What is required: Give again the lines of the data from its first line through the line with "is trivially valid.". Change nothing.

Data records:
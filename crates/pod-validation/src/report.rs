// Outcome of validating one manifest

use crate::error::ValidationError;
use serde_json::json;

/// All diagnostics produced for one document.
#[derive(Debug, Clone, PartialEq, Eq)]
pub struct ValidationReport {
    filename: String,
    errors: Vec<ValidationError>,
}

impl ValidationReport {
    pub fn new(filename: impl Into<String>, errors: Vec<ValidationError>) -> Self {
        Self {
            filename: filename.into(),
            errors,
        }
    }

    /// Report for a document without content, which is trivially valid.
    pub fn empty(filename: impl Into<String>) -> Self {
        Self::new(filename, Vec::new())
    }

    pub fn filename(&self) -> &str {
        &self.filename
    }

    pub fn errors(&self) -> &[ValidationError] {
        &self.errors
    }

    pub fn error_count(&self) -> usize {
        self.errors.len()
    }

    pub fn is_valid(&self) -> bool {
        self.errors.is_empty()
    }

    /// Process exit status: 1 when any diagnostic was produced, else 0.
    pub fn exit_code(&self) -> i32 {
        if self.is_valid() { 0 } else { 1 }
    }

    /// One rendered diagnostic line per error, in discovery order.
    pub fn lines(&self) -> impl Iterator<Item = String> + '_ {
        self.errors.iter().map(|e| e.render(&self.filename))
    }

    /// Machine-readable form of the report.
    pub fn to_json(&self) -> serde_json::Value {
        let diagnostics: Vec<serde_json::Value> = self
            .errors
            .iter()
            .map(|e| {
                json!({
                    "code": e.error_code(),
                    "message": e.message(),
                    "line": e.line,
                    "path": e.instance_path.to_string(),
                })
            })
            .collect();

        json!({
            "file": self.filename,
            "errorCount": self.error_count(),
            "diagnostics": diagnostics,
        })
    }
}

#[cfg(test)]
mod tests {
    use super::*;
    use crate::error::{InstancePath, ValidationErrorKind};

    fn sample() -> ValidationReport {
        let mut path = InstancePath::new();
        path.push_key("kind");
        ValidationReport::new(
            "pod.yaml",
            vec![
                ValidationError::new(
                    ValidationErrorKind::required("spec"),
                    None,
                    InstancePath::new(),
                ),
                ValidationError::new(
                    ValidationErrorKind::unsupported_value("kind", "Deployment"),
                    Some(2),
                    path,
                ),
            ],
        )
    }

    #[test]
    fn test_empty_report_is_valid() {
        let report = ValidationReport::empty("pod.yaml");
        assert!(report.is_valid());
        assert_eq!(report.exit_code(), 0);
        assert_eq!(report.lines().count(), 0);
    }

    #[test]
    fn test_lines_and_exit_code() {
        let report = sample();
        assert_eq!(report.exit_code(), 1);
        let lines: Vec<String> = report.lines().collect();
        assert_eq!(
            lines,
            vec![
                "pod.yaml: spec is required",
                "pod.yaml:2 kind has unsupported value 'Deployment'",
            ]
        );
    }

    #[test]
    fn test_json_shape() {
        let json = sample().to_json();
        assert_eq!(json["file"], "pod.yaml");
        assert_eq!(json["errorCount"], 2);
        assert_eq!(json["diagnostics"][0]["line"], serde_json::Value::Null);
        assert_eq!(json["diagnostics"][1]["code"], "P-1-12");
        assert_eq!(json["diagnostics"][1]["path"], "kind");
    }
}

Solution to this problem:
filename crates/pod-validation/src/report.rs
// Outcome of validating one manifest

use crate::error::ValidationError;
use serde_json::json;

/// All diagnostics produced for one document.
#[derive(Debug, Clone, PartialEq, Eq)]
pub struct ValidationReport {
    filename: String,
    errors: Vec<ValidationError>,
}

impl ValidationReport {
    pub fn new(filename: impl Into<String>, errors: Vec<ValidationError>) -> Self {
        Self {
            filename: filename.into(),
            errors,
        }
    }

    /// Report for a document without content, which is trivially valid.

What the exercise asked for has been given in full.